The misses? Purely hardware-related. PI's simple, wide grippers couldn't fit into a dress shirt sleeve for the Laundry gold or peel an orange (Finger Tips gold), even with a makeshift tool (which violated rules).
"When we added a 'peeler' to our gripper, the task became feasible," they noted, but stuck to their ethos of versatile, low-cost hardware. This underscores a broader point: limitations often stem from specific designs, not the underlying AI.
Competitors like Figure AI, which unveiled their Figure 03 humanoid in October 2025 with advanced dexterous hands, could soon demonstrate orange-peeling or shirt-hanging with ease. Figure's model boasts improved manipulation, drawing from over 100 years of combined team expertise in AI and humanoids.
These developments come amid a robotics boom. PI raised $600 million in Series B funding in November 2025, valuing the company at $5.6 billion, backed by investors like CapitalG, Jeff Bezos, and OpenAI. Their π 0.6 incorporates "recap" techniques for better data efficiency, boosting success rates across tasks.
Broader industry trends show humanoid robots advancing rapidly: Tesla's Optimus Gen 2 handles factory tasks, while events like the Nebius Robotics & Physical AI Awards in December 2025 honored startups for foundation models and hardware innovations.
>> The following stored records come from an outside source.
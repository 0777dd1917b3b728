// src/fetch/mod.rs
// =============================================================================
// This module is the only part of the program that talks to the network.
//
// Submodules:
// - client: One HTTP GET per page, plus the PageSource trait the worker
//   pool is written against
// =============================================================================

mod client;

pub use client::{FetchConfig, FetchError, FetchedPage, HttpFetcher, PageSource, RedirectHop};
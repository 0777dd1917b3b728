// src/batch/aggregate.rs
// =============================================================================
// This module puts results back in input order.
//
// Workers finish in whatever order the network lets them, so records arrive
// shuffled. The aggregator:
// 1. Drains the result channel until every worker has hung up
// 2. Drops each record into the slot for its position
// 3. Fills any slot that never got a record with a failure, so the output
//    always has one entry per submitted task
//
// Failed tasks show up as `None` in handle_maps(), keeping output[i] lined up
// with input[i].
// =============================================================================

use super::task::{ErrorKind, Outcome, ResultRecord};
use crate::extract::HandleMap;
use tokio::sync::mpsc::UnboundedReceiver;
use tracing::{error, warn};

// Every task of a batch, ordered by position
#[derive(Debug, Clone, PartialEq, Eq)]
pub struct BatchReport {
    pub records: Vec<ResultRecord>,
}

impl BatchReport {
    // One entry per input URL; None where the task failed
    pub fn handle_maps(&self) -> Vec<Option<HandleMap>> {
        self.records
            .iter()
            .map(|record| record.outcome.handles().cloned())
            .collect()
    }

    pub fn len(&self) -> usize {
        self.records.len()
    }

    pub fn is_empty(&self) -> bool {
        self.records.is_empty()
    }

    pub fn failed(&self) -> usize {
        self.records
            .iter()
            .filter(|record| !record.outcome.is_success())
            .count()
    }
}

// Receives records until all senders are gone
pub async fn collect_results(mut results: UnboundedReceiver<ResultRecord>) -> Vec<ResultRecord> {
    let mut records = Vec::new();
    while let Some(record) = results.recv().await {
        records.push(record);
    }
    records
}

// Orders records by position
//
// Parameters:
//   submitted: how many tasks the producer pushed
//   records: whatever the workers sent, in completion order
pub fn assemble(submitted: usize, records: Vec<ResultRecord>) -> BatchReport {
    let mut slots: Vec<Option<ResultRecord>> = vec![None; submitted];

    for record in records {
        let position = record.position;
        match slots.get_mut(position) {
            Some(slot) if slot.is_none() => *slot = Some(record),
            Some(_) => warn!(position, "Dropping duplicate result"),
            None => warn!(position, submitted, "Dropping result for unknown position"),
        }
    }

    let records = slots
        .into_iter()
        .enumerate()
        .map(|(position, slot)| {
            slot.unwrap_or_else(|| {
                error!(position, "Task finished without a result");
                ResultRecord {
                    position,
                    url: String::new(),
                    outcome: Outcome::failure(
                        ErrorKind::WorkerPanicked,
                        "task was queued but never processed",
                    ),
                }
            })
        })
        .collect();

    BatchReport { records }
}

#[cfg(test)]
mod tests {
    use super::*;
    use crate::extract::Platform;

    fn success(position: usize, twitter: &str) -> ResultRecord {
        let mut handles = HandleMap::new();
        handles.insert(Platform::Twitter, twitter.to_string());
        ResultRecord {
            position,
            url: format!("https://site{}.com", position),
            outcome: Outcome::Success {
                handles,
                status: 200,
                redirects: Vec::new(),
            },
        }
    }

    fn failure(position: usize) -> ResultRecord {
        ResultRecord {
            position,
            url: "nodot".to_string(),
            outcome: Outcome::failure(ErrorKind::InvalidUrl, "no dot"),
        }
    }

    #[test]
    fn test_assemble_restores_order() {
        let report = assemble(3, vec![success(2, "c"), failure(1), success(0, "a")]);

        let positions: Vec<usize> = report.records.iter().map(|r| r.position).collect();
        assert_eq!(positions, vec![0, 1, 2]);

        let maps = report.handle_maps();
        assert_eq!(maps.len(), 3);
        assert_eq!(maps[0].as_ref().unwrap()[&Platform::Twitter], "a");
        assert!(maps[1].is_none());
        assert_eq!(maps[2].as_ref().unwrap()[&Platform::Twitter], "c");
        assert_eq!(report.failed(), 1);
    }

    #[test]
    fn test_assemble_fills_missing_and_ignores_duplicates() {
        let report = assemble(3, vec![success(0, "first"), success(0, "second"), success(7, "x")]);

        assert_eq!(report.len(), 3);
        assert_eq!(report.handle_maps()[0].as_ref().unwrap()[&Platform::Twitter], "first");
        assert!(matches!(
            report.records[2].outcome,
            Outcome::Failure { kind: ErrorKind::WorkerPanicked, .. }
        ));
    }

    #[tokio::test]
    async fn test_collect_results_waits_for_all_senders() {
        let (tx, rx) = tokio::sync::mpsc::unbounded_channel();
        let second = tx.clone();

        tx.send(failure(0)).unwrap();
        drop(tx);
        tokio::spawn(async move {
            second.send(failure(1)).unwrap();
        });

        assert_eq!(collect_results(rx).await.len(), 2);
    }

    #[test]
    fn test_empty_batch() {
        assert!(assemble(0, Vec::new()).is_empty());
        assert_eq!(assemble(0, Vec::new()).handle_maps(), Vec::<Option<HandleMap>>::new());
    }
}
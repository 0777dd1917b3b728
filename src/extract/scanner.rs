// src/extract/scanner.rs
// =============================================================================
// This module scans one HTML page for handles.
//
// How it works:
// 1. Check the Content-Type. Anything that isn't text/html gives an empty
//    result (that's not an error, there's just nothing to scan)
// 2. Decode the body using the declared charset
// 3. Walk every <a href> in document order and run the matcher on it
// 4. Later links overwrite earlier ones for the same platform
//
// A LinkScanner holds the state for exactly one page. Workers build a fresh
// one per page, so two pages can never leak handles into each other.
// =============================================================================

use super::matcher::{match_url, Platform};
use encoding_rs::Encoding;
use scraper::{Html, Selector};
use std::borrow::Cow;
use std::collections::BTreeMap;
use tracing::{debug, warn};
use url::Url;

// platform -> identifier, for a single page
pub type HandleMap = BTreeMap<Platform, String>;

// What scanning one page produced
#[derive(Debug, Clone, Default, PartialEq, Eq)]
pub struct ScanReport {
    pub handles: HandleMap,
    /// Number of <a href> elements looked at
    pub links_seen: usize,
    /// App store links that didn't have the expected shape
    pub malformed_links: usize,
}

pub struct LinkScanner {
    base: Option<Url>,
    selector: Selector,
    report: ScanReport,
}

impl LinkScanner {
    // Creates a scanner for one page
    //
    // base is the page's own URL; relative hrefs are resolved against it
    pub fn new(base: Option<Url>) -> Self {
        Self {
            base,
            // The selector is a constant, so parsing it can't fail at runtime
            selector: Selector::parse("a[href]").expect("'a[href]' is a valid selector"),
            report: ScanReport::default(),
        }
    }

    // Feeds an HTML document into the scanner
    pub fn feed(&mut self, html: &str) {
        let document = Html::parse_document(html);

        for element in document.select(&self.selector) {
            if let Some(href) = element.value().attr("href") {
                visit_href(self.base.as_ref(), &mut self.report, href);
            }
        }
    }

    pub fn finish(self) -> ScanReport {
        self.report
    }
}

fn visit_href(base: Option<&Url>, report: &mut ScanReport, href: &str) {
    report.links_seen += 1;

    let Some(url) = resolve_href(base, href) else {
        return;
    };

    match match_url(&url) {
        Ok(Some(handle)) => {
            debug!(platform = %handle.platform, identifier = %handle.identifier, "Handle found");
            report.handles.insert(handle.platform, handle.identifier);
        }
        Ok(None) => {}
        Err(e) => {
            report.malformed_links += 1;
            warn!(href, error = %e, "Skipping malformed app store link");
        }
    }
}

// Scans a fetched page
//
// Parameters:
//   body: raw response bytes
//   content_type: the Content-Type header, if the server sent one
//   base: the page URL, for resolving relative links
pub fn scan_page(body: &[u8], content_type: Option<&str>, base: Option<&Url>) -> ScanReport {
    // Only HTML pages can contain anchors worth scanning
    let Some(content_type) = content_type.filter(|ct| is_html(ct)) else {
        debug!(?content_type, "Not an HTML page, skipping scan");
        return ScanReport::default();
    };

    // Decode with the declared charset, then walk the anchors
    let html = decode_body(body, declared_charset(content_type).as_deref());

    let mut scanner = LinkScanner::new(base.cloned());
    scanner.feed(&html);
    scanner.finish()
}

fn is_html(content_type: &str) -> bool {
    content_type.to_ascii_lowercase().contains("text/html")
}

// "text/html; charset=UTF-8" -> Some("utf-8")
pub fn declared_charset(content_type: &str) -> Option<String> {
    content_type.split(';').skip(1).find_map(|param| {
        let (key, value) = param.split_once('=')?;
        if key.trim().eq_ignore_ascii_case("charset") {
            let value = value.trim().trim_matches(|c| c == '"' || c == '\'');
            (!value.is_empty()).then(|| value.to_ascii_lowercase())
        } else {
            None
        }
    })
}

// Turns the body into text
//
// - declared UTF-8: decoded as UTF-8 (invalid bytes become U+FFFD)
// - another charset encoding_rs knows: decoded with that charset
// - nothing declared, or an unknown label: treated as UTF-8 as well
fn decode_body<'a>(body: &'a [u8], charset: Option<&str>) -> Cow<'a, str> {
    match charset {
        Some("utf-8") | Some("utf8") | None => String::from_utf8_lossy(body),
        Some(label) => match Encoding::for_label(label.as_bytes()) {
            Some(encoding) => encoding.decode(body).0,
            None => {
                debug!(charset = label, "Unknown charset, decoding as UTF-8");
                String::from_utf8_lossy(body)
            }
        },
    }
}

// Makes an href absolute
//
// Anchors and pseudo links (mailto:, javascript:) are dropped straight away
fn resolve_href(base: Option<&Url>, href: &str) -> Option<Url> {
    let href = href.trim();

    if href.is_empty() || href.starts_with('#') {
        return None;
    }

    match Url::parse(href) {
        Ok(url) => Some(url),
        Err(_) => base?.join(href).ok(),
    }
}
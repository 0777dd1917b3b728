// src/fetch/client.rs
// =============================================================================
// This module downloads one page.
//
// Key functionality:
// - One GET request per page, with a browser-like User-Agent (a lot of sites
//   reject the default reqwest one)
// - A fixed timeout for the whole request, body included
// - Redirects are followed by hand so every hop's status is recorded instead
//   of disappearing inside the HTTP client
// - Failures are classified: timeout, connection, HTTP status, ...
//
// There are no retries. A 503 is reported as "probably blocked as a bot" and
// left to the caller.
// =============================================================================

use async_trait::async_trait;
use bytes::Bytes;
use reqwest::header::{CONTENT_TYPE, LOCATION};
use reqwest::{Client, StatusCode};
use serde::Serialize;
use std::time::Duration;
use thiserror::Error;
use tracing::debug;
use url::Url;

pub const BROWSER_USER_AGENT: &str = "Mozilla/5.0 (Windows NT 10.0; Win64; x64) AppleWebKit/537.36 \
     (KHTML, like Gecko) Chrome/124.0.0.0 Safari/537.36";

const BOT_BLOCK_HINT: &str =
    "503 responses are likely due to being identified as non-human traffic, or gated content";

// Fetch client configuration
#[derive(Debug, Clone)]
pub struct FetchConfig {
    pub timeout: Duration,
    pub user_agent: String,
    pub max_redirects: usize,
}

impl Default for FetchConfig {
    fn default() -> Self {
        Self {
            timeout: Duration::from_secs(3),
            user_agent: BROWSER_USER_AGENT.to_string(),
            max_redirects: 10,
        }
    }
}

// One redirect that was followed on the way to the final page
#[derive(Debug, Clone, PartialEq, Eq, Serialize)]
pub struct RedirectHop {
    pub status: u16,
    pub location: String,
}

// A successfully downloaded page
#[derive(Debug, Clone)]
pub struct FetchedPage {
    /// The URL after all redirects were followed
    pub final_url: Url,
    /// Status of the final response (always 2xx)
    pub status: u16,
    /// Redirects followed, in order
    pub redirects: Vec<RedirectHop>,
    /// The Content-Type header, if any
    pub content_type: Option<String>,
    pub body: Bytes,
}

impl FetchedPage {
    pub fn charset(&self) -> Option<String> {
        self.content_type
            .as_deref()
            .and_then(crate::extract::declared_charset)
    }
}

#[derive(Debug, Clone, PartialEq, Eq, Error)]
pub enum FetchError {
    #[error("invalid URL '{url}': {reason}")]
    InvalidUrl { url: String, reason: String },

    #[error("request to {url} timed out")]
    Timeout { url: String },

    #[error("connection to {url} failed: {reason}")]
    Connection { url: String, reason: String },

    #[error("{url} returned HTTP {status}")]
    HttpStatus { url: String, status: u16 },

    #[error("{url} redirected more than {limit} times")]
    TooManyRedirects { url: String, limit: usize },
}

impl FetchError {
    pub fn status(&self) -> Option<u16> {
        match self {
            FetchError::HttpStatus { status, .. } => Some(*status),
            _ => None,
        }
    }

    pub fn is_likely_bot_block(&self) -> bool {
        self.status() == Some(StatusCode::SERVICE_UNAVAILABLE.as_u16())
    }

    // Extra text for operators, if we have any
    pub fn hint(&self) -> Option<&'static str> {
        self.is_likely_bot_block().then_some(BOT_BLOCK_HINT)
    }
}

// Anything that can turn a URL into a page
//
// The worker pool only talks to this trait, so tests can hand it canned
// pages instead of a network
#[async_trait]
pub trait PageSource: Send + Sync {
    async fn fetch(&self, url: &str) -> Result<FetchedPage, FetchError>;
}

// The real, reqwest backed page source
pub struct HttpFetcher {
    client: Client,
    config: FetchConfig,
}

impl HttpFetcher {
    pub fn new(config: FetchConfig) -> Result<Self, reqwest::Error> {
        // Redirects are handled in fetch() so we can record them
        let client = Client::builder()
            .timeout(config.timeout)
            .user_agent(config.user_agent.as_str())
            .redirect(reqwest::redirect::Policy::none())
            .build()?;

        Ok(Self { client, config })
    }
}

#[async_trait]
impl PageSource for HttpFetcher {
    async fn fetch(&self, url: &str) -> Result<FetchedPage, FetchError> {
        // Parse first so a bad URL never reaches the network
        let mut current = Url::parse(url).map_err(|e| FetchError::InvalidUrl {
            url: url.to_string(),
            reason: e.to_string(),
        })?;
        let mut redirects = Vec::new();

        loop {
            debug!(url = %current, "Sending request");

            let response = self
                .client
                .get(current.clone())
                .send()
                .await
                .map_err(|e| categorize_error(&current, e))?;

            let status = response.status();

            // Follow redirects by hand so every hop is recorded
            if is_followed_redirect(status) {
                if redirects.len() >= self.config.max_redirects {
                    return Err(FetchError::TooManyRedirects {
                        url: url.to_string(),
                        limit: self.config.max_redirects,
                    });
                }

                // A redirect without somewhere to go is just a failed response
                let location = response
                    .headers()
                    .get(LOCATION)
                    .and_then(|v| v.to_str().ok())
                    .ok_or_else(|| FetchError::HttpStatus {
                        url: current.to_string(),
                        status: status.as_u16(),
                    })?;

                let next = current.join(location).map_err(|e| FetchError::InvalidUrl {
                    url: location.to_string(),
                    reason: e.to_string(),
                })?;

                debug!(from = %current, to = %next, status = status.as_u16(), "Following redirect");

                redirects.push(RedirectHop {
                    status: status.as_u16(),
                    location: next.to_string(),
                });
                current = next;
                continue;
            }

            // Check the final status
            if !status.is_success() {
                return Err(FetchError::HttpStatus {
                    url: current.to_string(),
                    status: status.as_u16(),
                });
            }

            // Read the whole body; the scanner decides what to do with it
            let content_type = response
                .headers()
                .get(CONTENT_TYPE)
                .and_then(|v| v.to_str().ok())
                .map(str::to_string);

            let body = response
                .bytes()
                .await
                .map_err(|e| categorize_error(&current, e))?;

            debug!(
                url = %current,
                status = status.as_u16(),
                redirects = redirects.len(),
                size = body.len(),
                "Page downloaded"
            );

            return Ok(FetchedPage {
                final_url: current,
                status: status.as_u16(),
                redirects,
                content_type,
                body,
            });
        }
    }
}

fn is_followed_redirect(status: StatusCode) -> bool {
    matches!(
        status,
        StatusCode::MOVED_PERMANENTLY
            | StatusCode::FOUND
            | StatusCode::SEE_OTHER
            | StatusCode::TEMPORARY_REDIRECT
            | StatusCode::PERMANENT_REDIRECT
    )
}

// Sorts reqwest errors into our error kinds
//
// Timeouts are checked first: reqwest can flag a timed out connect as both
// is_timeout() and is_connect()
fn categorize_error(url: &Url, error: reqwest::Error) -> FetchError {
    if error.is_timeout() {
        FetchError::Timeout {
            url: url.to_string(),
        }
    } else if error.is_builder() {
        FetchError::InvalidUrl {
            url: url.to_string(),
            reason: error.to_string(),
        }
    } else {
        FetchError::Connection {
            url: url.to_string(),
            reason: error.to_string(),
        }
    }
}

#[cfg(test)]
mod tests {
    use super::*;
    use wiremock::matchers::{header, method, path};
    use wiremock::{Mock, MockServer, ResponseTemplate};

    fn fetcher(config: FetchConfig) -> HttpFetcher {
        HttpFetcher::new(config).unwrap()
    }

    #[test]
    fn test_fetch_config_defaults() {
        let config = FetchConfig::default();
        assert_eq!(config.timeout, Duration::from_secs(3));
        assert_eq!(config.max_redirects, 10);
        assert!(config.user_agent.starts_with("Mozilla/5.0"));
    }

    #[tokio::test]
    async fn test_fetch_sends_configured_user_agent() {
        let server = MockServer::start().await;
        Mock::given(method("GET"))
            .and(path("/"))
            .and(header("user-agent", "handle-scout-test/1.0"))
            .respond_with(
                ResponseTemplate::new(200).set_body_raw("<html></html>", "text/html; charset=utf-8"),
            )
            .mount(&server)
            .await;

        let config = FetchConfig {
            user_agent: "handle-scout-test/1.0".to_string(),
            ..FetchConfig::default()
        };
        let page = fetcher(config)
            .fetch(&format!("{}/", server.uri()))
            .await
            .unwrap();

        assert_eq!(page.status, 200);
        assert!(page.redirects.is_empty());
        assert_eq!(page.charset().as_deref(), Some("utf-8"));
        assert_eq!(&page.body[..], b"<html></html>");
    }

    #[tokio::test]
    async fn test_fetch_records_redirects() {
        let server = MockServer::start().await;
        Mock::given(method("GET"))
            .and(path("/old"))
            .respond_with(ResponseTemplate::new(301).insert_header("Location", "/moved"))
            .mount(&server)
            .await;
        Mock::given(method("GET"))
            .and(path("/moved"))
            .respond_with(ResponseTemplate::new(302).insert_header("Location", "/new"))
            .mount(&server)
            .await;
        Mock::given(method("GET"))
            .and(path("/new"))
            .respond_with(ResponseTemplate::new(200).set_body_raw("ok", "text/html"))
            .mount(&server)
            .await;

        let page = fetcher(FetchConfig::default())
            .fetch(&format!("{}/old", server.uri()))
            .await
            .unwrap();

        assert_eq!(page.status, 200);
        assert_eq!(page.final_url.path(), "/new");
        let statuses: Vec<u16> = page.redirects.iter().map(|hop| hop.status).collect();
        assert_eq!(statuses, vec![301, 302]);
    }

    #[tokio::test]
    async fn test_fetch_stops_redirect_loops() {
        let server = MockServer::start().await;
        Mock::given(method("GET"))
            .and(path("/loop"))
            .respond_with(ResponseTemplate::new(302).insert_header("Location", "/loop"))
            .mount(&server)
            .await;

        let config = FetchConfig {
            max_redirects: 3,
            ..FetchConfig::default()
        };
        let error = fetcher(config)
            .fetch(&format!("{}/loop", server.uri()))
            .await
            .unwrap_err();

        assert!(matches!(error, FetchError::TooManyRedirects { limit: 3, .. }));
    }

    #[tokio::test]
    async fn test_fetch_follows_temporary_and_permanent_redirects() {
        let server = MockServer::start().await;
        Mock::given(method("GET"))
            .and(path("/a"))
            .respond_with(ResponseTemplate::new(307).insert_header("Location", "/b"))
            .mount(&server)
            .await;
        Mock::given(method("GET"))
            .and(path("/b"))
            .respond_with(ResponseTemplate::new(308).insert_header("Location", "/c"))
            .mount(&server)
            .await;
        Mock::given(method("GET"))
            .and(path("/c"))
            .respond_with(ResponseTemplate::new(303).insert_header("Location", "/done"))
            .mount(&server)
            .await;
        Mock::given(method("GET"))
            .and(path("/done"))
            .respond_with(ResponseTemplate::new(200).set_body_raw("ok", "text/html"))
            .mount(&server)
            .await;

        let page = fetcher(FetchConfig::default())
            .fetch(&format!("{}/a", server.uri()))
            .await
            .unwrap();

        assert_eq!(page.status, 200);
        assert_eq!(page.final_url.path(), "/done");
        let statuses: Vec<u16> = page.redirects.iter().map(|hop| hop.status).collect();
        assert_eq!(statuses, vec![307, 308, 303]);
        assert_eq!(page.redirects[0].location, format!("{}/b", server.uri()));
    }

    #[tokio::test]
    async fn test_fetch_redirect_without_location_is_http_error() {
        let server = MockServer::start().await;
        Mock::given(method("GET"))
            .and(path("/nowhere"))
            .respond_with(ResponseTemplate::new(302))
            .mount(&server)
            .await;

        let error = fetcher(FetchConfig::default())
            .fetch(&format!("{}/nowhere", server.uri()))
            .await
            .unwrap_err();

        assert!(matches!(error, FetchError::HttpStatus { status: 302, .. }), "got {:?}", error);
        assert_eq!(error.status(), Some(302));
    }

    #[tokio::test]
    async fn test_fetch_http_error_keeps_status() {
        let server = MockServer::start().await;
        Mock::given(method("GET"))
            .and(path("/missing"))
            .respond_with(ResponseTemplate::new(404))
            .mount(&server)
            .await;
        Mock::given(method("GET"))
            .and(path("/gated"))
            .respond_with(ResponseTemplate::new(503))
            .mount(&server)
            .await;

        let client = fetcher(FetchConfig::default());

        let missing = client.fetch(&format!("{}/missing", server.uri())).await.unwrap_err();
        assert_eq!(missing.status(), Some(404));
        assert!(!missing.is_likely_bot_block());
        assert_eq!(missing.hint(), None);

        let gated = client.fetch(&format!("{}/gated", server.uri())).await.unwrap_err();
        assert_eq!(gated.status(), Some(503));
        assert!(gated.is_likely_bot_block());
        assert!(gated.hint().is_some());
    }

    #[tokio::test]
    async fn test_fetch_timeout_is_distinguished() {
        let server = MockServer::start().await;
        Mock::given(method("GET"))
            .respond_with(ResponseTemplate::new(200).set_delay(Duration::from_secs(2)))
            .mount(&server)
            .await;

        let config = FetchConfig {
            timeout: Duration::from_millis(200),
            ..FetchConfig::default()
        };
        let error = fetcher(config).fetch(&server.uri()).await.unwrap_err();

        assert!(matches!(error, FetchError::Timeout { .. }));
    }

    #[tokio::test]
    async fn test_fetch_connection_refused() {
        // Nothing listens on port 1
        let error = fetcher(FetchConfig::default())
            .fetch("http://127.0.0.1:1/")
            .await
            .unwrap_err();

        assert!(matches!(error, FetchError::Connection { .. }));
    }

    #[tokio::test]
    async fn test_fetch_unparseable_url() {
        let error = fetcher(FetchConfig::default())
            .fetch("https://exa mple.com")
            .await
            .unwrap_err();

        assert!(matches!(error, FetchError::InvalidUrl { .. }));
    }
}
Looking to 2026, expect explosive growth. With robust hardware pipelines, efficient data cycles, and emerging reinforcement learning (RL) atop VLAs - PI skipped RL here, potentially capping success below 90% - companies will add skills quickly.
Pilot programs in warehouses and homes are already underway, signaling humanoids could become commonplace.
As Deloitte notes, AI-powered robots are evolving from rigid machines to adaptive ones, unlocking new frontiers in safety and complexity. T-shirt folding might soon feel quaint, replaced by robots mastering keys, sandwiches, and even pet cleanup. The Olympics aren't just games - they're a roadmap to a robotic revolution.